Finanzmarktkapitalismus: Wo nur die Rendite zählt

Ausgabe 12/2006

Trotz Rekordgewinnen bauen viele Unternehmen Beschäftigung ab. Ein Grund: Sie stehen unter starkem Druck, dem Kapitalmarkt üppige Renditen zu liefern. Eine Studie analysiert, wie Investmentfonds, Analysten und Rating-Agenturen die harte Konkurrenz des Finanzmarkts in die Unternehmen übertragen - und so deren Strategie bestimmen.

Pensions- und Investmentfonds besaßen 2003 gut 60 Prozent der Anteile an den 1.000 größten US-Aktiengesellschaften. Allein die 20 größten Fonds verfügten über rund 40 Prozent der Aktien amerikanischer Konzerne. In Deutschland verwalteten institutionelle Anleger im Jahr 2000 ein Vermögen, das 80 Prozent des deutschen Bruttosozialproduktes entsprach. Zehn Jahre vorher war es nur ein Drittel.
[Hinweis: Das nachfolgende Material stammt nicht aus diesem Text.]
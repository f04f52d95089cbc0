use std::collections::BTreeMap;
use std::fs;
use std::io::Write as _;
use std::path::{Path, PathBuf};
use std::sync::Mutex;

use anyhow::Result;
use fs2::FileExt;
use serde::{Deserialize, Serialize};
use tracing::warn;

const VAULT_VERSION: &str = "1";

/// On-disk shape of `~/.bot/vault.json`. Values are server-encrypted blobs
/// carrying a `srv:` prefix; this store never inspects them.
#[derive(Debug, Clone, Serialize, Deserialize)]
struct VaultFile {
    version: String,
    credentials: BTreeMap<String, String>,
}

impl Default for VaultFile {
    fn default() -> Self {
        Self {
            version: VAULT_VERSION.to_string(),
            credentials: BTreeMap::new(),
        }
    }
}

/// Handle to the credential vault file.
///
/// Reads go through an in-handle cache invalidated on every write. Writes
/// rewrite the whole file via tmp + fsync + rename while holding an advisory
/// lock on a `.lock` sibling, so two processes never interleave writers.
pub struct CredentialVault {
    path: PathBuf,
    cache: Mutex<Option<BTreeMap<String, String>>>,
}

impl CredentialVault {
    pub fn open(path: impl Into<PathBuf>) -> Self {
        Self {
            path: path.into(),
            cache: Mutex::new(None),
        }
    }

    pub fn path(&self) -> &Path {
        &self.path
    }

    pub fn get(&self, key: &str) -> Result<Option<String>> {
        Ok(self.snapshot()?.get(key).cloned())
    }

    pub fn has(&self, key: &str) -> Result<bool> {
        Ok(self.snapshot()?.contains_key(key))
    }

    /// Key names only. Values never cross this boundary.
    pub fn list(&self) -> Result<Vec<String>> {
        Ok(self.snapshot()?.keys().cloned().collect())
    }

    pub fn set(&self, key: &str, value: &str) -> Result<()> {
        self.mutate(|credentials| {
            credentials.insert(key.to_string(), value.to_string());
        })
    }

    /// Returns whether the key existed.
    pub fn delete(&self, key: &str) -> Result<bool> {
        let mut existed = false;
        self.mutate(|credentials| {
            existed = credentials.remove(key).is_some();
        })?;
        Ok(existed)
    }

    fn snapshot(&self) -> Result<BTreeMap<String, String>> {
        let mut cache = self.cache.lock().unwrap_or_else(|e| e.into_inner());
        if let Some(ref map) = *cache {
            return Ok(map.clone());
        }
        let map = self.load_from_disk();
        *cache = Some(map.clone());
        Ok(map)
    }

    fn load_from_disk(&self) -> BTreeMap<String, String> {
        let Ok(raw) = fs::read_to_string(&self.path) else {
            return BTreeMap::new();
        };
        match serde_json::from_str::<VaultFile>(&raw) {
            Ok(file) if file.version == VAULT_VERSION => file.credentials,
            Ok(file) => {
                warn!(version = %file.version, "vault version mismatch — treating as empty");
                BTreeMap::new()
            }
            Err(err) => {
                warn!(%err, path = %self.path.display(), "malformed vault file — treating as empty");
                BTreeMap::new()
            }
        }
    }

    fn mutate(&self, apply: impl FnOnce(&mut BTreeMap<String, String>)) -> Result<()> {
        if let Some(parent) = self.path.parent() {
            fs::create_dir_all(parent)?;
        }

        // Advisory lock on a sibling so readers never see a torn file and
        // writers never interleave.
        let lock_path = self.path.with_extension("json.lock");
        let lock_file = fs::OpenOptions::new()
            .create(true)
            .write(true)
            .open(&lock_path)?;
        lock_file.lock_exclusive()?;

        let result = (|| -> Result<()> {
            let mut credentials = self.load_from_disk();
            apply(&mut credentials);

            let rendered = serde_json::to_string_pretty(&VaultFile {
                version: VAULT_VERSION.to_string(),
                credentials,
            })?;

            let tmp_path = self.path.with_extension("json.tmp");
            {
                let mut tmp = fs::OpenOptions::new()
                    .create(true)
                    .write(true)
                    .truncate(true)
                    .open(&tmp_path)?;
                tmp.write_all(rendered.as_bytes())?;
                tmp.flush()?;
                tmp.sync_all()?;
            }
            if let Err(err) = fs::rename(&tmp_path, &self.path) {
                let _ = fs::remove_file(&tmp_path);
                return Err(err.into());
            }
            Ok(())
        })();

        // The cache is stale after any write attempt, success or not.
        *self.cache.lock().unwrap_or_else(|e| e.into_inner()) = None;
        let _ = fs2::FileExt::unlock(&lock_file);
        result
    }
}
Die Wirtschaft verändert sich, weil sich das Eigentum an großen Unternehmen auf institutionelle Anleger konzentriert: Investment- und Pensionsfonds dringen machtvoller als Kleinanleger auf hohe Eigenkapitalrenditen, denken aber anders als sonstige Großeigentümer. Der Druck zwingt Manager zu einer "kurzfristigen Strategie der Profitmaximierung", so Professor Paul Windolf. Langfristige Geschäftsstrategien lassen sich unter diesem Einfluss nur schwer verfolgen. Wie es den institutionellen Anlegern gelingt, Unternehmensziele zu diktieren, analysiert der Soziologe in der Literaturstudie "Was ist Finanzmarktkapitalismus?".
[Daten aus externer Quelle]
//! Daemon wiring: build every subsystem, accept connections on a Unix
//! socket, and serve each one as a [`ServerSession`]. Frames are
//! newline-delimited JSON envelopes.

use std::path::{Path, PathBuf};
use std::sync::Arc;

use anyhow::Result;
use async_trait::async_trait;
use chrono_tz::Tz;
use tokio::io::{AsyncBufReadExt, AsyncWriteExt, BufReader};
use tokio::net::{UnixListener, UnixStream};
use tokio::sync::{Mutex, watch};
use tracing::{error, info, warn};

use dotbot_agent::{AgentPipeline, PersonaProfile, TaskRegistry};
use dotbot_config::AppConfig;
use dotbot_credentials::DeviceRegistry;
use dotbot_llm::{ApiKeys, ProviderRegistry, ResilientClient};
use dotbot_memory::MemoryStore;
use dotbot_runtime::scheduler::{
    LocalScheduler, Notifier, PromptSink, ScheduledTaskStore, UpdateChecker, sweep_workspaces,
};
use dotbot_runtime::{
    DotOrchestrator, Envelope, EventBus, ServerSession, SessionDeps, Transport,
};
use dotbot_tools::{ListDirTool, ReadFileTool, ToolRegistry, WriteFileTool};

/// Newline-delimited JSON envelopes over a Unix stream — the same framing
/// the prototype's WebSocket carrier uses, minus the WebSocket.
struct UnixTransport {
    writer: Mutex<tokio::net::unix::OwnedWriteHalf>,
    reader: Mutex<BufReader<tokio::net::unix::OwnedReadHalf>>,
}

impl UnixTransport {
    fn new(stream: UnixStream) -> Self {
        let (read_half, write_half) = stream.into_split();
        Self {
            writer: Mutex::new(write_half),
            reader: Mutex::new(BufReader::new(read_half)),
        }
    }
}

#[async_trait]
impl Transport for UnixTransport {
    async fn send(&self, envelope: Envelope) -> Result<()> {
        let line = serde_json::to_string(&envelope)?;
        let mut writer = self.writer.lock().await;
        writer.write_all(line.as_bytes()).await?;
        writer.write_all(b"\n").await?;
        writer.flush().await?;
        Ok(())
    }

    async fn recv(&self) -> Option<Envelope> {
        let mut reader = self.reader.lock().await;
        let mut line = String::new();
        loop {
            line.clear();
            match reader.read_line(&mut line).await {
                Ok(0) | Err(_) => return None,
                Ok(_) => {}
            }
            let trimmed = line.trim();
            if trimmed.is_empty() {
                continue;
            }
            match serde_json::from_str(trimmed) {
                Ok(envelope) => return Some(envelope),
                Err(err) => {
                    warn!(%err, "dropping malformed frame");
                    continue;
                }
            }
        }
    }
}

/// Default persona catalog shipped with the daemon; real deployments extend
/// it from disk.
fn default_personas() -> Vec<PersonaProfile> {
    vec![PersonaProfile {
        id: "generalist".to_string(),
        name: "Generalist".to_string(),
        summary: "handles everyday multi-step tasks".to_string(),
        body: "You are a dependable generalist. Work step by step, keep outputs in \
               the workspace, and say plainly when something cannot be done."
            .to_string(),
    }]
}

fn detect_timezone(configured: &str) -> Tz {
    let name = if configured.is_empty() {
        iana_time_zone::get_timezone().unwrap_or_else(|_| "UTC".to_string())
    } else {
        configured.to_string()
    };
    name.parse().unwrap_or_else(|_| {
        warn!(timezone = %name, "unrecognised timezone — falling back to UTC");
        chrono_tz::UTC
    })
}

/// Submits scheduler prompts into Dot directly — the same handler user
/// frames reach, minus the socket hop.
struct DirectPromptSink {
    dot: Arc<DotOrchestrator>,
    scheduler: tokio::sync::OnceCell<Arc<LocalScheduler>>,
}

#[async_trait]
impl PromptSink for DirectPromptSink {
    async fn submit(
        &self,
        prompt_id: &str,
        prompt: &str,
        source: &str,
        scheduled_task_id: Option<&str>,
    ) -> Result<()> {
        let request = dotbot_runtime::DotRequest {
            user_id: "local".to_string(),
            device_id: "local".to_string(),
            prompt: prompt.to_string(),
            source: source.to_string(),
            persona: Default::default(),
            cancel: None,
        };
        let reply = self
            .dot
            .handle_prompt(request)
            .await
            .map_err(|e| anyhow::anyhow!("{e}"))?;

        // Feed the reply straight back through correlation, mirroring the
        // response frame a remote server would send.
        if let (Some(scheduler), Some(_)) = (self.scheduler.get(), scheduled_task_id) {
            let response = dotbot_runtime::ResponsePayload {
                response: reply.text.clone(),
                is_routing_ack: reply.dispatched_agent_id.is_some().then_some(true),
                agent_task_id: reply.dispatched_agent_id.clone(),
                prompt_id: Some(prompt_id.to_string()),
            };
            scheduler.on_response(&response, chrono::Utc::now()).await?;
        }
        Ok(())
    }
}

/// Notifications land in the log until a channel surface picks them up.
struct LogNotifier;

impl Notifier for LogNotifier {
    fn notify(&self, task_id: &str, message: &str) {
        info!(task_id, message, "notification");
    }
}

pub async fn run_daemon(config: AppConfig, socket_path: &Path) -> Result<()> {
    let bot_dir = dotbot_config::bot_dir();
    std::fs::create_dir_all(&bot_dir)?;

    // ── LLM stack ───────────────────────────────────────────────────────────
    let keys = ApiKeys::from_env();
    let registry = Arc::new(ProviderRegistry::new(keys));
    let llm = Arc::new(ResilientClient::new(registry.clone()));

    // ── Stores ──────────────────────────────────────────────────────────────
    let memory = Arc::new(MemoryStore::open(dotbot_config::memory_dir()));
    let devices = Arc::new(DeviceRegistry::open(bot_dir.join("devices.json")));

    // ── Tools ───────────────────────────────────────────────────────────────
    let mut tools = ToolRegistry::default();
    tools.register(Arc::new(ReadFileTool));
    tools.register(Arc::new(WriteFileTool));
    tools.register(Arc::new(ListDirTool));

    // ── Pipeline + Dot ──────────────────────────────────────────────────────
    let bus = Arc::new(EventBus::new());
    let task_registry = Arc::new(TaskRegistry::new());
    let pipeline = AgentPipeline::new(
        llm.clone(),
        tools,
        task_registry.clone(),
        memory.clone(),
        default_personas(),
        config.agent.clone(),
        config.dispatch.clone(),
        dotbot_config::agent_workspaces_dir(),
    );
    let recovered = pipeline.recover_orphans();
    if !recovered.is_empty() {
        info!(count = recovered.len(), "re-entered orphaned agent tasks");
    }

    let dot = Arc::new(DotOrchestrator::new(
        llm.clone(),
        bus.clone(),
        Arc::new(pipeline),
        memory.clone(),
        config.dispatch.clone(),
    ));

    // ── Scheduler family ────────────────────────────────────────────────────
    let tz = detect_timezone(&config.scheduler.timezone);
    let (shutdown_tx, shutdown_rx) = watch::channel(false);

    let sink = Arc::new(DirectPromptSink {
        dot: dot.clone(),
        scheduler: tokio::sync::OnceCell::new(),
    });
    let scheduler = Arc::new(LocalScheduler::new(
        ScheduledTaskStore::open(dotbot_config::scheduled_tasks_path()),
        sink.clone(),
        Arc::new(LogNotifier),
        config.scheduler.clone(),
        tz,
    ));
    let _ = sink.scheduler.set(scheduler.clone());
    tokio::spawn(scheduler.clone().run(shutdown_tx.subscribe()));

    let update_checker = Arc::new(UpdateChecker::new(
        &config.server.install_dir,
        Arc::new(LogNotifier),
        tz,
        config.scheduler.update_quiet_start_hour as u32,
        config.scheduler.update_quiet_end_hour as u32,
    ));
    tokio::spawn(update_checker.run(shutdown_tx.subscribe()));

    // Workspace GC shares the daily cadence with the update checker.
    {
        let retention = config.agent.workspace_retention_hours;
        let mut gc_shutdown = shutdown_tx.subscribe();
        tokio::spawn(async move {
            let interval = std::time::Duration::from_secs(60 * 60);
            loop {
                tokio::select! {
                    _ = tokio::time::sleep(interval) => {
                        let dir = dotbot_config::agent_workspaces_dir();
                        match sweep_workspaces(&dir, retention, chrono::Utc::now()) {
                            Ok(0) => {}
                            Ok(removed) => info!(removed, "workspace GC pass complete"),
                            Err(err) => warn!(%err, "workspace GC failed"),
                        }
                    }
                    changed = gc_shutdown.changed() => {
                        if changed.is_ok() && *gc_shutdown.borrow() { break; }
                    }
                }
            }
        });
    }

    // Ctrl-C flips the shared shutdown flag; every background task watches it.
    {
        let shutdown_tx = shutdown_tx.clone();
        tokio::spawn(async move {
            if tokio::signal::ctrl_c().await.is_ok() {
                info!("shutdown signal received");
                let _ = shutdown_tx.send(true);
            }
        });
    }

    // ── Accept loop ─────────────────────────────────────────────────────────
    if socket_path.exists() {
        let _ = std::fs::remove_file(socket_path);
    }
    let listener = UnixListener::bind(socket_path)?;
    info!(path = %socket_path.display(), "dotbot daemon listening");

    let deps = Arc::new(SessionDeps {
        handler: dot,
        devices,
        bus,
        scheduler: Some(scheduler),
    });

    let mut accept_shutdown = shutdown_rx.clone();
    loop {
        tokio::select! {
            accept = listener.accept() => {
                let (stream, _) = accept?;
                let session = Arc::new(ServerSession::new(
                    deps.clone(),
                    Arc::new(UnixTransport::new(stream)),
                ));
                let session_shutdown = shutdown_rx.clone();
                tokio::spawn(async move {
                    if let Err(err) = session.run(session_shutdown).await {
                        error!(%err, "session failed");
                    }
                });
            }
            changed = accept_shutdown.changed() => {
                if changed.is_ok() && *accept_shutdown.borrow() {
                    break;
                }
            }
        }
    }

    let _ = std::fs::remove_file(socket_path);
    registry.shutdown().await;
    info!("daemon shut down gracefully");
    Ok(())
}

/// Default socket path under the bot dir.
pub fn default_socket_path() -> PathBuf {
    dotbot_config::bot_dir().join("dotbot.sock")
}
Die Konkurrenz der Investment- und Pensionsfonds um Anleger treibt die Renditeerwartungen in die Höhe. Die Attraktivität eines Fonds für neue Kunden hängt von seinen bisherigen Erträgen ab: Erzielt ein Fondsmanager eine Rendite, die 1 Prozent über dem Schnitt der Konkurrenten liegt, kann er im Folgejahr mit 1,3 Prozent mehr Einlagen rechnen, so eine Untersuchung in den USA. Ein nicht konkurrenzfähiges Ergebnis gefährdet hingegen seinen Arbeitsplatz. "Der extreme Konkurrenzdruck führt dazu, dass die Erträge, die die Investmentfonds publizieren, häufig manipuliert sind", schreibt Windolf. Die Fonds verwenden Berechnungsmethoden, die nicht vergleichbar sind, oder publizieren nur die überdurchschnittlichen Erträge. Ein weiteres Problem: Die Erwartungen der Anleger bestimmen - stärker als das Ertragspotenzial - die angestrebte Rendite der Unternehmen.

Die Investmentfonds geben den Konkurrenzdruck an die Unternehmen weiter, deren Aktien sie besitzen. Sie bedienen sich einer Doppelstrategie von Exit und Voice. Exit: Die Fonds erwerben selten mehr als zwei Prozent an einem Unternehmen. So können sie ihre Aktien jederzeit verkaufen und in eine renditeträchtigere Anlage umleiten. Im Schnitt verabschieden sich Fonds nach 20 Monaten von ihrem Investment. Die Verkaufsdrohung macht wegen zu erwartenden Kursverlusten das Management gegenüber den Forderungen der Fonds  gefügig. Voice: Obwohl sie in der Regel nur Minderheitsgesellschafter sind, finden sie auch auf Hauptversammlungen von Aktiengesellschaften Gehör. Stimmen sich 20 Fonds mit je zwei Prozent ab, ist das eine relevante Gruppe. Die Kombination von Exit und Voice kann Unternehmen schaden. Windolfs Beispiel ist die Deutsche Börse: "Eine Gruppe von Investmentfonds, die im Durchschnitt weniger als 18 Monate Eigentümer eines Unternehmens sind, kann das Management zwingen, eine auf langfristige Entwicklung angelegte Geschäftsstrategie aufzugeben und die kurzfristigen Renditeforderungen der Eigentümer zu erfüllen."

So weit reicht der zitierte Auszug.